The benchmark Hang Seng Index ended up 551 points, or 2.17 percent, at 25,959.

The China enterprises index was 128 points, or 1.5 percent, up at 8,710 while the tech index was up 118 points, or 2.4 percent, at 5,060, with Tencent up 7.3 percent.

Onshore artificial intelligence stocks rose 2.1 percent.

On the mainland, the benchmark Shanghai Composite Index ended up 26 points, or 0.65 percent, at 4,123.

The Shenzhen Component Index was 286 points, or 2.04 percent, up at 14,354 while the ChiNext Index, tracking China's Nasdaq-style board of growth enterprises, was 97 points, or 3.04 percent, up at 3,306.

China's blue-chip CSI300 Index rose 1.3 percent.

In Tokyo, the benchmark Nikkei 225 Index rose 1,519 points, or 2.88 percent, to close at 54,248, recouping some losses after a 5.2 percent plunge on Monday. The broader Topix climbed 88 points, or 2.47 percent, to 3,664.
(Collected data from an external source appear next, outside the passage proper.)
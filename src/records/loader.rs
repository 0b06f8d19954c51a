//! Positional CSV loading for the collection dataset.
//!
//! Column positions are fixed; the header row is skipped, not interpreted.
//! Rows with too few columns are dropped silently so one malformed line
//! never aborts the whole load.

use std::io::Read;
use std::path::Path;

use anyhow::{Context, Result};
use std::collections::HashMap;

use crate::logger::{self, LogTag};
use crate::records::types::{Record, BADGE_SLOTS};

/// Column layout of the dataset. Columns 19-21 exist in the file but are
/// not used by the engine.
const COL_ID: usize = 0;
const COL_GENDER: usize = 1;
const COL_BACKGROUND: usize = 2;
const COL_BACKGROUND_TYPE: usize = 3;
const COL_BODY: usize = 4;
const COL_BODY_TYPE: usize = 5;
const COL_BODY_STYLE: usize = 6;
const COL_BODY_COLOR: usize = 7;
const COL_FACE: usize = 8;
const COL_FACE_TYPE: usize = 9;
const COL_FACE_STYLE: usize = 10;
const COL_FACE_COLOR: usize = 11;
const COL_HAIR: usize = 12;
const COL_HAIR_TYPE: usize = 13;
const COL_HAIR_STYLE: usize = 14;
const COL_HAIR_COLOR: usize = 15;
const COL_TYPE: usize = 16;
const COL_TYPE_TYPE: usize = 17;
const COL_TYPE_COLOR: usize = 18;
const COL_COLOR_GROUP: usize = 22;
const COL_COLOR_COUNT: usize = 23;
const COL_BADGE1: usize = 24;

/// Minimum column count for a row to be usable (through badge5).
pub const MIN_COLUMNS: usize = COL_BADGE1 + BADGE_SLOTS;

/// Load and parse the dataset, then fill in rarity scores.
pub fn load_records(path: &Path) -> Result<Vec<Record>> {
    let file = std::fs::File::open(path)
        .with_context(|| format!("Failed to open dataset: {}", path.display()))?;
    let mut records = parse_records(file)?;
    apply_rarity_scores(&mut records);
    logger::info(
        LogTag::Dataset,
        &format!("loaded records={} from {}", records.len(), path.display()),
    );
    Ok(records)
}

/// Parse dataset rows from any reader. Rarity scores are left at 0; call
/// [`apply_rarity_scores`] once the full set is in memory.
pub fn parse_records<R: Read>(reader: R) -> Result<Vec<Record>> {
    let mut csv_reader = csv::ReaderBuilder::new()
        .has_headers(true)
        .flexible(true)
        .from_reader(reader);

    let mut records = Vec::new();
    let mut skipped = 0usize;

    for row in csv_reader.records() {
        let row = match row {
            Ok(row) => row,
            Err(_) => {
                skipped += 1;
                continue;
            }
        };
        match record_from_row(&row) {
            Some(record) => records.push(record),
            None => skipped += 1,
        }
    }

    if skipped > 0 {
        logger::debug(
            LogTag::Dataset,
            &format!("skipped malformed rows: {}", skipped),
        );
    }

    Ok(records)
}

fn record_from_row(row: &csv::StringRecord) -> Option<Record> {
    if row.len() < MIN_COLUMNS {
        return None;
    }

    let field = |idx: usize| row.get(idx).unwrap_or("").to_string();

    let id = field(COL_ID);
    if id.trim().is_empty() {
        return None;
    }

    let mut badges: [String; BADGE_SLOTS] = Default::default();
    for slot in 0..BADGE_SLOTS {
        badges[slot] = field(COL_BADGE1 + slot);
    }

    Some(Record {
        id_num: id.trim().parse().unwrap_or(0),
        id,
        gender: field(COL_GENDER),
        background: field(COL_BACKGROUND),
        background_type: field(COL_BACKGROUND_TYPE),
        body: field(COL_BODY),
        body_type: field(COL_BODY_TYPE),
        body_style: field(COL_BODY_STYLE),
        body_color: field(COL_BODY_COLOR),
        face: field(COL_FACE),
        face_type: field(COL_FACE_TYPE),
        face_style: field(COL_FACE_STYLE),
        face_color: field(COL_FACE_COLOR),
        hair: field(COL_HAIR),
        hair_type: field(COL_HAIR_TYPE),
        hair_style: field(COL_HAIR_STYLE),
        hair_color: field(COL_HAIR_COLOR),
        type_full: field(COL_TYPE),
        type_type: field(COL_TYPE_TYPE),
        type_color: field(COL_TYPE_COLOR),
        color_group: field(COL_COLOR_GROUP),
        color_count: field(COL_COLOR_COUNT),
        badges,
        rarity_score: 0.0,
    })
}

fn rarity_value(record: &Record, category: usize) -> &str {
    match category {
        0 => &record.gender,
        1 => &record.background,
        2 => &record.body,
        3 => &record.face,
        4 => &record.hair,
        _ => &record.type_full,
    }
}

const RARITY_CATEGORY_COUNT: usize = 6;

/// Derive per-record rarity scores from trait frequency.
///
/// For each of the six top-level categories, a record scores the inverse of
/// its trait value's relative frequency: `total / count(value)`. Empty
/// values contribute nothing.
pub fn apply_rarity_scores(records: &mut [Record]) {
    if records.is_empty() {
        return;
    }

    let total = records.len() as f64;
    let mut counts: Vec<HashMap<String, usize>> = vec![HashMap::new(); RARITY_CATEGORY_COUNT];

    for record in records.iter() {
        for category in 0..RARITY_CATEGORY_COUNT {
            let value = rarity_value(record, category);
            if !value.is_empty() {
                *counts[category].entry(value.to_string()).or_insert(0) += 1;
            }
        }
    }

    for record in records.iter_mut() {
        let mut score = 0.0;
        for category in 0..RARITY_CATEGORY_COUNT {
            let value = rarity_value(record, category).to_string();
            if value.is_empty() {
                continue;
            }
            if let Some(&count) = counts[category].get(&value) {
                score += total / count as f64;
            }
        }
        record.rarity_score = score;
    }
}
//! Console formatting and output.

use std::io::{self, Write};

use chrono::Utc;
use colored::*;

use super::{LogLevel, LogTag};

fn colorize_tag(tag: LogTag) -> ColoredString {
    let label = format!("[{}]", tag.as_str());
    match tag {
        LogTag::Config => label.cyan(),
        LogTag::Dataset => label.green(),
        LogTag::Badges => label.yellow(),
        LogTag::Facets => label.magenta(),
        LogTag::Filter => label.blue(),
        LogTag::Search => label.bright_blue(),
        LogTag::Listings => label.bright_green(),
        LogTag::Gallery => label.bright_magenta(),
        LogTag::System => label.white(),
    }
}

pub(super) fn write_line(tag: LogTag, level: LogLevel, message: &str) {
    let timestamp = Utc::now().format("%H:%M:%S%.3f");

    let body = match level {
        LogLevel::Error => message.red().to_string(),
        LogLevel::Warning => message.yellow().to_string(),
        LogLevel::Debug | LogLevel::Verbose => message.dimmed().to_string(),
        LogLevel::Info => message.to_string(),
    };

    println!(
        "{} {} {} {}",
        format!("[{}]", timestamp).dimmed(),
        level.as_str().bold(),
        colorize_tag(tag),
        body
    );
    let _ = io::stdout().flush();
}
In Seoul, the benchmark Kospi closed up 280 points, or 5.35 percent, at 5,532, after falling 6 percent on Monday.

China's export growth quickened in the January-February period, customs data showed, keeping the world's second-largest economy on track to top its record US$1.2 trillion ⁠trade surplus over the course of 2026.

Risk ⁠sentiment rebounded across ⁠Asia after Trump predicted a quick end to the Middle East war, knocking off oil prices ⁠from recent highs.

Energy ‌shares lagged: onshore energy fell 4.3 percent, Hong Kong energy slipped 1.8 percent and the ‌CSI Coal Index dropped 3.3 percent.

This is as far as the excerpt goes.